Belonging to the burgeoning low-stakes high-comedy game show subgenre of reality TV, like Holey Moley and Ultimate Tag before it, Floor Is Lava takes a childhood activity and blows it out of all reasonable proportion. But just as Ultimate Tag has to make more out of less than Holey Moley did — in that Holey Moley is at least based on mini-golf, and Ultimate Tag is based on running around a park trying not to let your brother touch you — Floor Is Lava has to make more out of even less than Ultimate Tag. If you ever played "floor is lava" as a kid, you know there was only one rule: you couldn't touch the floor, or you were dead. You jumped from chair to couch to coffee table in the basement; maybe you tried to shove your siblings and cousins onto the lava floor; maybe if you were very imaginative, or very excitable, you could rile yourselves all up into a shared hallucination that, no, really, the floor actually was lava! Now that's a game show.
In keeping with a show created by people who vaguely remembered ruining the springs in their parents' rumpus room love seat and turned it into a concept they could sell to Netflix, it's not an especially ambitious game show. There's a "room" filled with hot orange liquid. It's dotted with stepping stones of various sorts. Some elements in the space can be manipulated to change the landscape (drop a coffin to create a bridge; lower a chandelier to swing on). In each episode, three teams of previously acquainted people take turns tackling the room, with the object of getting the greatest number of teammates from the entrance to the exit, as quickly as possible, without falling into the lava that has consumed the floor. They'll earn a point for each team member that makes it across; in the event of a tie, the team that does it fastest takes the prize: $10,000 and the "Volcano of Victory" (a.k.a. a lava lamp — what else?). There are aspects of an obstacle course, aspects of an escape room, and a whole lot of submerged jets ready to shoot hot "lava" at contestants juuuuuust as they're trying to land a tricky jump.

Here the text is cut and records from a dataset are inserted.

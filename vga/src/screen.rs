//! # Screen
//!
//! The central entity of the library. A `Screen` owns the visible
//! framebuffer, an optional back buffer, the current drawing color, and
//! the option flags, and drives a [`VideoBackend`] through its
//! lifecycle: create → initialize → draw/update → destroy.
//!
//! Surfaces store one palette index per pixel. All mutation happens on
//! the caller's thread; the screen is an owned value and the library
//! adds no locking of its own.

use alloc::vec::Vec;

use crate::backend::VideoBackend;
use crate::color::{self, Palette, Rgb};
use crate::mode::DisplayMode;
use crate::ScreenError;

bitflags::bitflags! {
    /// Screen option flags
    #[derive(Debug, Clone, Copy, PartialEq, Eq, Default)]
    pub struct ScreenOptions: u8 {
        /// Wait for vertical retrace before presenting
        const VSYNC = 0x01;
        /// Stage all drawing in an off-screen back buffer
        const DOUBLE_BUFFER = 0x02;
    }
}

/// Allocates a zeroed surface, surfacing allocation failure to the caller
fn alloc_surface(len: usize) -> Result<Vec<u8>, ScreenError> {
    let mut surface = Vec::new();
    surface
        .try_reserve_exact(len)
        .map_err(|_| ScreenError::OutOfMemory)?;
    surface.resize(len, 0);
    Ok(surface)
}

/// An indexed-color drawing surface bound to a display mode
pub struct Screen<B: VideoBackend> {
    mode: DisplayMode,
    draw_color: u8,
    options: ScreenOptions,
    /// Visible framebuffer; `Some` iff the screen is initialized
    frame: Option<Vec<u8>>,
    /// Back buffer; `Some` iff `DOUBLE_BUFFER` is set
    back: Option<Vec<u8>>,
    palette: Palette,
    backend: B,
}

impl<B: VideoBackend> Screen<B> {
    /// Creates a screen for the given mode identifier.
    ///
    /// Resolves the mode against the mode table and takes ownership of
    /// the backend. The display hardware is not touched until
    /// [`initialize_video`](Self::initialize_video).
    pub fn create(mode_id: u16, backend: B) -> Result<Self, ScreenError> {
        let mode = DisplayMode::find(mode_id)?;
        log::debug!(
            "screen created for mode {:#04x} ({}x{}, {} colors)",
            mode.id,
            mode.width,
            mode.height,
            mode.colors
        );
        Ok(Self {
            mode,
            draw_color: color::BLACK,
            options: ScreenOptions::empty(),
            frame: None,
            back: None,
            palette: Palette::default(),
            backend,
        })
    }

    /// Switches the display into the screen's mode and maps the surface.
    ///
    /// Precondition: must be called exactly once per screen. A second
    /// call is a contract violation, not a supported operation.
    pub fn initialize_video(&mut self) -> Result<(), ScreenError> {
        debug_assert!(
            self.frame.is_none(),
            "initialize_video called on an initialized screen"
        );
        self.backend.enter_mode(&self.mode)?;
        match alloc_surface(self.mode.size()) {
            Ok(frame) => self.frame = Some(frame),
            Err(err) => {
                self.backend.restore_text_mode();
                return Err(err);
            }
        }
        log::info!("screen initialized in mode {:#04x}", self.mode.id);
        Ok(())
    }

    /// Tears the screen down, restoring the default text mode.
    ///
    /// Consumes the screen; buffers are released and the backend is
    /// handed back to the caller.
    pub fn destroy(mut self) -> B {
        self.backend.restore_text_mode();
        log::info!("screen destroyed, display returned to text mode");
        self.backend
    }

    /// Enables option flags.
    ///
    /// Enabling `DOUBLE_BUFFER` lazily allocates the back buffer.
    /// Never touches framebuffer contents.
    pub fn enable_options(&mut self, options: ScreenOptions) -> Result<(), ScreenError> {
        if options.contains(ScreenOptions::DOUBLE_BUFFER) && self.back.is_none() {
            self.back = Some(alloc_surface(self.mode.size())?);
        }
        self.options.insert(options);
        log::debug!("screen options now {:?}", self.options);
        Ok(())
    }

    /// Disables option flags, releasing the back buffer if
    /// `DOUBLE_BUFFER` is among them. Never touches framebuffer
    /// contents.
    pub fn disable_options(&mut self, options: ScreenOptions) {
        self.options.remove(options);
        if options.contains(ScreenOptions::DOUBLE_BUFFER) {
            self.back = None;
        }
        log::debug!("screen options now {:?}", self.options);
    }

    /// Fills the active drawing target with color index 0.
    ///
    /// No-op before [`initialize_video`](Self::initialize_video).
    pub fn clear(&mut self) {
        if let Some(target) = self.target_mut() {
            target.fill(color::BLACK);
        }
    }

    /// Presents staged drawing.
    ///
    /// With `DOUBLE_BUFFER` the whole back buffer is copied into the
    /// visible frame; with `VSYNC` the copy is deferred until the
    /// retrace interval. `VSYNC` alone still blocks on retrace, giving
    /// callers drawing directly into the frame a tear-free window.
    /// With neither flag set this is a no-op, as is calling it before
    /// [`initialize_video`](Self::initialize_video).
    pub fn update(&mut self) {
        let Some(frame) = self.frame.as_deref_mut() else {
            return;
        };
        if self.options.contains(ScreenOptions::VSYNC) {
            self.backend.wait_retrace();
        }
        if self.options.contains(ScreenOptions::DOUBLE_BUFFER) {
            if let Some(back) = self.back.as_deref() {
                frame.copy_from_slice(back);
            }
        }
    }

    /// Sets the drawing color, masked to the mode's color count
    pub fn set_draw_color(&mut self, color: u8) {
        self.draw_color = color & (self.mode.colors - 1) as u8;
    }

    /// Modifies one entry of the color lookup table.
    ///
    /// Channels are clamped to the DAC range 0-63. Recolors every pixel
    /// currently displayed with that index. Fails before
    /// [`initialize_video`](Self::initialize_video).
    pub fn modify_palette_color(
        &mut self,
        index: u8,
        red: u8,
        green: u8,
        blue: u8,
    ) -> Result<(), ScreenError> {
        if self.frame.is_none() {
            return Err(ScreenError::NotInitialized);
        }
        let entry = Rgb::new(red, green, blue);
        self.palette.set(index, entry);
        self.backend.write_dac(index, entry);
        Ok(())
    }

    /// Returns the display mode the screen was created for
    pub fn mode(&self) -> DisplayMode {
        self.mode
    }

    /// Width in pixels
    pub fn width(&self) -> u32 {
        self.mode.width
    }

    /// Height in pixels
    pub fn height(&self) -> u32 {
        self.mode.height
    }

    /// Number of simultaneous colors in the active mode
    pub fn color_count(&self) -> u16 {
        self.mode.colors
    }

    /// Current drawing color
    pub fn draw_color(&self) -> u8 {
        self.draw_color
    }

    /// Currently enabled option flags
    pub fn options(&self) -> ScreenOptions {
        self.options
    }

    /// Whether `initialize_video` has completed
    pub fn is_initialized(&self) -> bool {
        self.frame.is_some()
    }

    /// The logical color lookup table
    pub fn palette(&self) -> &Palette {
        &self.palette
    }

    /// The owned backend
    pub fn backend(&self) -> &B {
        &self.backend
    }

    /// Raw view of the visible framebuffer, if initialized
    pub fn frame(&self) -> Option<&[u8]> {
        self.frame.as_deref()
    }

    /// Raw view of the back buffer, if double buffering is enabled
    pub fn back(&self) -> Option<&[u8]> {
        self.back.as_deref()
    }

    /// Bounds-checked read of the active drawing target
    pub fn get_pixel(&self, x: i32, y: i32) -> Option<u8> {
        if self.frame.is_none() {
            return None;
        }
        if x < 0 || y < 0 || x >= self.mode.width as i32 || y >= self.mode.height as i32 {
            return None;
        }
        let target = if self.options.contains(ScreenOptions::DOUBLE_BUFFER) {
            self.back.as_deref()
        } else {
            self.frame.as_deref()
        }?;
        Some(target[y as usize * self.mode.width as usize + x as usize])
    }

    /// The active drawing target: back buffer when double buffering,
    /// else the visible frame. `None` until the screen is initialized.
    pub(crate) fn target_mut(&mut self) -> Option<&mut [u8]> {
        if self.frame.is_none() {
            return None;
        }
        if self.options.contains(ScreenOptions::DOUBLE_BUFFER) {
            self.back.as_deref_mut()
        } else {
            self.frame.as_deref_mut()
        }
    }
}
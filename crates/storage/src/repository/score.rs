use std::collections::BTreeMap;

use sqlx::PgPool;
use uuid::Uuid;

use crate::dto::judging::NewScore;
use crate::error::{Result, StorageError};
use crate::models::Score;

use super::ScoreStore;

const SCORE_COLUMNS: &str =
    "score_id, judge_id, project_id, score_data, total_score, created_at, updated_at";

pub struct ScoreRepository {
    pool: PgPool,
}

impl ScoreRepository {
    pub fn new(pool: PgPool) -> Self {
        Self { pool }
    }
}

#[async_trait::async_trait]
impl ScoreStore for ScoreRepository {
    async fn insert(&self, new: NewScore) -> Result<Score> {
        let query = format!(
            r#"
            INSERT INTO scores (judge_id, project_id, score_data, total_score)
            VALUES ($1, $2, $3, $4)
            RETURNING {SCORE_COLUMNS}
            "#
        );

        let score = sqlx::query_as::<_, Score>(&query)
            .bind(new.judge_id)
            .bind(new.project_id)
            .bind(sqlx::types::Json(new.score_data))
            .bind(new.total_score)
            .fetch_one(&self.pool)
            .await?;

        Ok(score)
    }

    async fn find_by_id(&self, id: Uuid) -> Result<Score> {
        let query = format!("SELECT {SCORE_COLUMNS} FROM scores WHERE score_id = $1");

        sqlx::query_as::<_, Score>(&query)
            .bind(id)
            .fetch_optional(&self.pool)
            .await?
            .ok_or(StorageError::NotFound)
    }

    async fn find_by_judge_and_project(
        &self,
        judge_id: Uuid,
        project_id: Uuid,
    ) -> Result<Option<Score>> {
        let query =
            format!("SELECT {SCORE_COLUMNS} FROM scores WHERE judge_id = $1 AND project_id = $2");

        let score = sqlx::query_as::<_, Score>(&query)
            .bind(judge_id)
            .bind(project_id)
            .fetch_optional(&self.pool)
            .await?;

        Ok(score)
    }

    async fn list_by_judge(&self, judge_id: Uuid) -> Result<Vec<Score>> {
        let query = format!(
            "SELECT {SCORE_COLUMNS} FROM scores WHERE judge_id = $1 ORDER BY created_at DESC"
        );

        let scores = sqlx::query_as::<_, Score>(&query)
            .bind(judge_id)
            .fetch_all(&self.pool)
            .await?;

        Ok(scores)
    }

    async fn list_by_project(&self, project_id: Uuid) -> Result<Vec<Score>> {
        let query = format!(
            "SELECT {SCORE_COLUMNS} FROM scores WHERE project_id = $1 ORDER BY created_at DESC"
        );

        let scores = sqlx::query_as::<_, Score>(&query)
            .bind(project_id)
            .fetch_all(&self.pool)
            .await?;

        Ok(scores)
    }

    async fn update_data(
        &self,
        id: Uuid,
        score_data: BTreeMap<String, f64>,
        total_score: f64,
    ) -> Result<Score> {
        let query = format!(
            r#"
            UPDATE scores
            SET score_data = $2, total_score = $3, updated_at = now()
            WHERE score_id = $1
            RETURNING {SCORE_COLUMNS}
            "#
        );

        sqlx::query_as::<_, Score>(&query)
            .bind(id)
            .bind(sqlx::types::Json(score_data))
            .bind(total_score)
            .fetch_optional(&self.pool)
            .await?
            .ok_or(StorageError::NotFound)
    }
}
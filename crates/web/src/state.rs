use std::sync::Arc;

use storage::services::{
    ApplicationRecordManager, CriteriaRegistry, JudgeIdentityBinder, ScoringEngine,
};

#[derive(Clone)]
pub struct AppState {
    pub applications: Arc<ApplicationRecordManager>,
    pub judging: Arc<JudgeIdentityBinder>,
    pub criteria: Arc<CriteriaRegistry>,
    pub scoring: Arc<ScoringEngine>,
}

At the top of each episode, host Rutledge Wood introduces the viewer to the room, and maps out a couple of paths players may want to take through the space, focusing on one or two but claiming there are potentially dozens. That may be true, but based on the three episodes this critic was given to screen, that isn't borne out in the final product. All three episodes seem to be shot in the same tank, which has been dressed slightly differently for each episode — The Basement, The Bedroom, The Planetarium. And in all three episodes, while there is a path that can be followed by creeping like a lizard along the wall stage right, it really only makes sense for one person to try to go that way, while the other two set off toward stage left. So the viewer watches one team assay the room... and then watches two more teams follow more or less the same path. Obviously, it wouldn't be fair to compare teams' performance against one another in different room configurations; it would be a lot less boring for the viewer, though.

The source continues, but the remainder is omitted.